Which of the lines below holds the string "Result"? Copy every line that does.

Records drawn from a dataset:
= Beginning of Section =
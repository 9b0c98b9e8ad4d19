//! The boundary to whatever discovers installed packages.
//!
//! A feed yields one [`RawPackage`] per installed distribution and can read
//! any file listed in that package's manifest. How packages are discovered
//! (a `site-packages` scan, a lock file, a test fixture) is up to the feed.

use std::io;
use std::path::PathBuf;

use crate::error::Result;
use crate::metadata::CoreMetadata;

/// Raw, unvalidated metadata of one installed package.
#[derive(Debug, Clone, Default, PartialEq)]
pub struct RawPackage {
    pub name: String,
    pub version: String,
    pub classifiers: Vec<String>,
    /// Free-text `License:` field
    pub license: Option<String>,
    /// PEP 639 `License-Expression:` field
    pub license_expression: Option<String>,
    /// Requirement strings as declared (`Requires-Dist`, `requires.txt`)
    pub requirements: Vec<String>,
    pub home_page: Option<String>,
    pub author: Option<String>,
    pub maintainer: Option<String>,
    pub summary: Option<String>,
    /// Installed files, relative to `location` (or the feed's root)
    pub files: Vec<String>,
    /// Directory the package was found in, for feeds spanning several
    pub location: Option<PathBuf>,
}

impl RawPackage {
    /// Fill every metadata-derived field from a parsed core metadata
    /// document. `files` is left empty for the caller.
    pub fn from_metadata(metadata: &CoreMetadata) -> Self {
        Self {
            name: metadata.name().unwrap_or_default().to_string(),
            version: metadata.version().unwrap_or_default().to_string(),
            classifiers: metadata.classifiers(),
            license: metadata.license().map(str::to_string),
            license_expression: metadata.license_expression().map(str::to_string),
            requirements: metadata.requires_dist(),
            home_page: metadata.home_page().map(str::to_string),
            author: metadata.author().map(str::to_string),
            maintainer: metadata.maintainer().map(str::to_string),
            summary: metadata.summary().map(str::to_string),
            files: Vec::new(),
            location: None,
        }
    }
}

/// Reads files out of a package's installed payload.
pub trait ManifestReader {
    fn read(&self, package: &RawPackage, relative_path: &str) -> io::Result<Vec<u8>>;
}

pub type PackageIter<'a> = Box<dyn Iterator<Item = Result<RawPackage>> + 'a>;

/// Source of installed packages.
pub trait PackageFeed: ManifestReader {
    /// Start enumerating packages. An `Err` here, or yielded by the
    /// iterator, means the feed itself is broken.
    fn packages(&self) -> Result<PackageIter<'_>>;
}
= End of Section =
## Output for this task
use crate::error::Result;
    fn read(&self, package: &RawPackage, relative_path: &str) -> io::Result<Vec<u8>>;
pub type PackageIter<'a> = Box<dyn Iterator<Item = Result<RawPackage>> + 'a>;
    fn packages(&self) -> Result<PackageIter<'_>>;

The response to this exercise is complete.